> _YOUR OBJECTIVE_:
The expected result is the material below, reproduced exactly from its first line through the line containing "entered through the".

> _INPUT RECORDS_:

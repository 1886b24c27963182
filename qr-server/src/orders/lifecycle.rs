//! Order Status Lifecycle
//!
//! The transition policy in one place:
//!
//! ```text
//! pending ──► confirmed ──► delivered
//!    │            │
//!    └────────────┴───────► cancelled
//! ```
//!
//! `delivered` and `cancelled` are terminal. A direct pending -> delivered
//! jump is not allowed. Re-entering `confirmed` is a no-op transition that
//! refreshes `updatedAt`/`adminNotes` without touching `confirmedAt`.

use shared::models::OrderStatus;

/// States an order may be in immediately before entering `next`.
///
/// An empty slice means the state can never be entered through the
/// transition operation (orders are born `pending`).
pub fn allowed_predecessors(next: OrderStatus) -> &'static [OrderStatus] {
    match next {
        OrderStatus::Pending => &[],
        OrderStatus::Confirmed => &[OrderStatus::Pending, OrderStatus::Confirmed],
        OrderStatus::Delivered => &[OrderStatus::Confirmed],
        OrderStatus::Cancelled => &[OrderStatus::Pending, OrderStatus::Confirmed],
    }
}

/// Whether `from -> to` is a legal transition
pub fn can_transition(from: OrderStatus, to: OrderStatus) -> bool {
    allowed_predecessors(to).contains(&from)
}

#[cfg(test)]
mod tests {
    use super::*;
    use shared::models::OrderStatus::*;

    #[test]
    fn test_pending_transitions() {
        assert!(can_transition(Pending, Confirmed));
        assert!(can_transition(Pending, Cancelled));
        // No direct terminal jump
        assert!(!can_transition(Pending, Delivered));
        assert!(!can_transition(Pending, Pending));
    }

    #[test]
    fn test_confirmed_transitions() {
        assert!(can_transition(Confirmed, Delivered));
        assert!(can_transition(Confirmed, Cancelled));
        // Re-confirming is a permitted no-op (admin notes refresh)
        assert!(can_transition(Confirmed, Confirmed));
        assert!(!can_transition(Confirmed, Pending));
    }

    #[test]
    fn test_terminal_states_accept_nothing() {
        for terminal in [Delivered, Cancelled] {
            for next in [Pending, Confirmed, Delivered, Cancelled] {
                assert!(!can_transition(terminal, next), "{terminal:?} -> {next:?}");
            }
        }
    }

    #[test]
    fn test_cancelled_never_confirms() {
        assert!(!can_transition(Cancelled, Confirmed));
    }

    #[test]
    fn test_nothing_enters_pending() {
        assert!(allowed_predecessors(Pending).is_empty());
    }
}
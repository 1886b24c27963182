//! Database Module
//!
//! Embedded SurrealDB storage. Documents (QR configurations, orders,
//! accounts) are stored loosely typed and validated at the read boundary.

pub mod repository;

use shared::AppError;
use surrealdb::Surreal;
use surrealdb::engine::local::{Db, RocksDb};

/// Database service, owns the embedded database handle
#[derive(Clone)]
pub struct DbService {
    pub db: Surreal<Db>,
}

impl DbService {
    /// Open (or create) the database at the given path and apply schema
    /// definitions
    pub async fn new(db_path: &str) -> Result<Self, AppError> {
        let db: Surreal<Db> = Surreal::new::<RocksDb>(db_path)
            .await
            .map_err(|e| AppError::database(format!("Failed to open database: {e}")))?;

        Self::setup(db).await
    }

    async fn setup(db: Surreal<Db>) -> Result<Self, AppError> {
        db.use_ns("qr").use_db("main")
            .await
            .map_err(|e| AppError::database(format!("Failed to select namespace: {e}")))?;

        Self::define_schema(&db).await?;

        tracing::info!("Database ready (embedded SurrealDB)");
        Ok(Self { db })
    }

    /// Idempotent schema definitions. Tables stay schemaless because the
    /// embedded catalog/vitrine documents are dynamically shaped; indexes
    /// cover the hot lookup paths.
    async fn define_schema(db: &Surreal<Db>) -> Result<(), AppError> {
        const DEFINITIONS: &[&str] = &[
            "DEFINE TABLE IF NOT EXISTS account",
            "DEFINE TABLE IF NOT EXISTS qr_code",
            "DEFINE TABLE IF NOT EXISTS order",
            "DEFINE INDEX IF NOT EXISTS qr_code_owner ON qr_code FIELDS owner",
            "DEFINE INDEX IF NOT EXISTS order_owner ON order FIELDS qrCodeOwnerId",
            "DEFINE INDEX IF NOT EXISTS order_qr_code ON order FIELDS qrCodeId",
            "DEFINE INDEX IF NOT EXISTS order_number ON order FIELDS orderNumber UNIQUE",
        ];

        for definition in DEFINITIONS {
            db.query(*definition)
                .await
                .map_err(|e| AppError::database(format!("Schema definition failed: {e}")))?;
        }
        Ok(())
    }
}
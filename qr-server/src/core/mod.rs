//! Core module - server configuration, state and HTTP server
//!
//! - [`Config`] - environment-driven server configuration
//! - [`ServerState`] - shared state handed to handlers
//! - [`Server`] - HTTP server lifecycle

pub mod config;
pub mod server;
pub mod state;

pub use config::Config;
pub use server::Server;
pub use state::ServerState;
//! Order API Handlers

use axum::{
    Json,
    extract::{Path, Query, State},
    http::StatusCode,
};
use serde::Deserialize;

use crate::api::extract::CurrentAccount;
use crate::core::ServerState;
use crate::orders::OrdersManager;
use shared::models::{Order, OrderCreate, OrderStatus, OrderStatusUpdate};
use shared::{AppResult, PaginatedResponse};

/// Query params for listing orders
#[derive(Debug, Deserialize)]
#[serde(rename_all = "camelCase")]
pub struct ListQuery {
    #[serde(default = "default_page")]
    pub page: i64,
    #[serde(default = "default_limit")]
    pub limit: i64,
    pub status: Option<OrderStatus>,
    pub search_term: Option<String>,
}

fn default_page() -> i64 {
    1
}

fn default_limit() -> i64 {
    10
}

/// POST /api/orders - submit an order (public)
pub async fn create(
    State(state): State<ServerState>,
    Json(payload): Json<OrderCreate>,
) -> AppResult<(StatusCode, Json<Order>)> {
    let manager = OrdersManager::new(state.db.clone());
    let order = manager.create(payload).await?;
    Ok((StatusCode::CREATED, Json(order)))
}

/// GET /api/orders - owner-scoped paginated listing
pub async fn list(
    State(state): State<ServerState>,
    CurrentAccount(account): CurrentAccount,
    Query(query): Query<ListQuery>,
) -> AppResult<Json<PaginatedResponse<Order>>> {
    let manager = OrdersManager::new(state.db.clone());
    let page = manager
        .list(
            &account,
            query.page,
            query.limit,
            query.status,
            query.search_term,
        )
        .await?;
    Ok(Json(page))
}

/// GET /api/orders/{id} - owner-scoped fetch
pub async fn get_by_id(
    State(state): State<ServerState>,
    CurrentAccount(account): CurrentAccount,
    Path(id): Path<String>,
) -> AppResult<Json<Order>> {
    let manager = OrdersManager::new(state.db.clone());
    let order = manager.get(&id, &account).await?;
    Ok(Json(order))
}

/// PATCH /api/orders/{id}/status - drive the lifecycle state machine
pub async fn update_status(
    State(state): State<ServerState>,
    CurrentAccount(account): CurrentAccount,
    Path(id): Path<String>,
    Json(payload): Json<OrderStatusUpdate>,
) -> AppResult<Json<Order>> {
    let manager = OrdersManager::new(state.db.clone());
    let order = manager.transition(&id, &account, payload).await?;
    Ok(Json(order))
}

/// DELETE /api/orders/{id} - owner-scoped delete
pub async fn delete_order(
    State(state): State<ServerState>,
    CurrentAccount(account): CurrentAccount,
    Path(id): Path<String>,
) -> AppResult<StatusCode> {
    let manager = OrdersManager::new(state.db.clone());
    manager.delete(&id, &account).await?;
    Ok(StatusCode::NO_CONTENT)
}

> _RESULT OF THIS EXERCISE_:
repository 1886b24c27963182
filename qr-server/src/orders/lifecycle.rs
//! Order Status Lifecycle
//!
//! The transition policy in one place:
//!
//! ```text
//! pending ──► confirmed ──► delivered
//!    │            │
//!    └────────────┴───────► cancelled
//! ```
//!
//! `delivered` and `cancelled` are terminal. A direct pending -> delivered
//! jump is not allowed. Re-entering `confirmed` is a no-op transition that
//! refreshes `updatedAt`/`adminNotes` without touching `confirmedAt`.

use shared::models::OrderStatus;

/// States an order may be in immediately before entering `next`.
///
/// An empty slice means the state can never be entered through the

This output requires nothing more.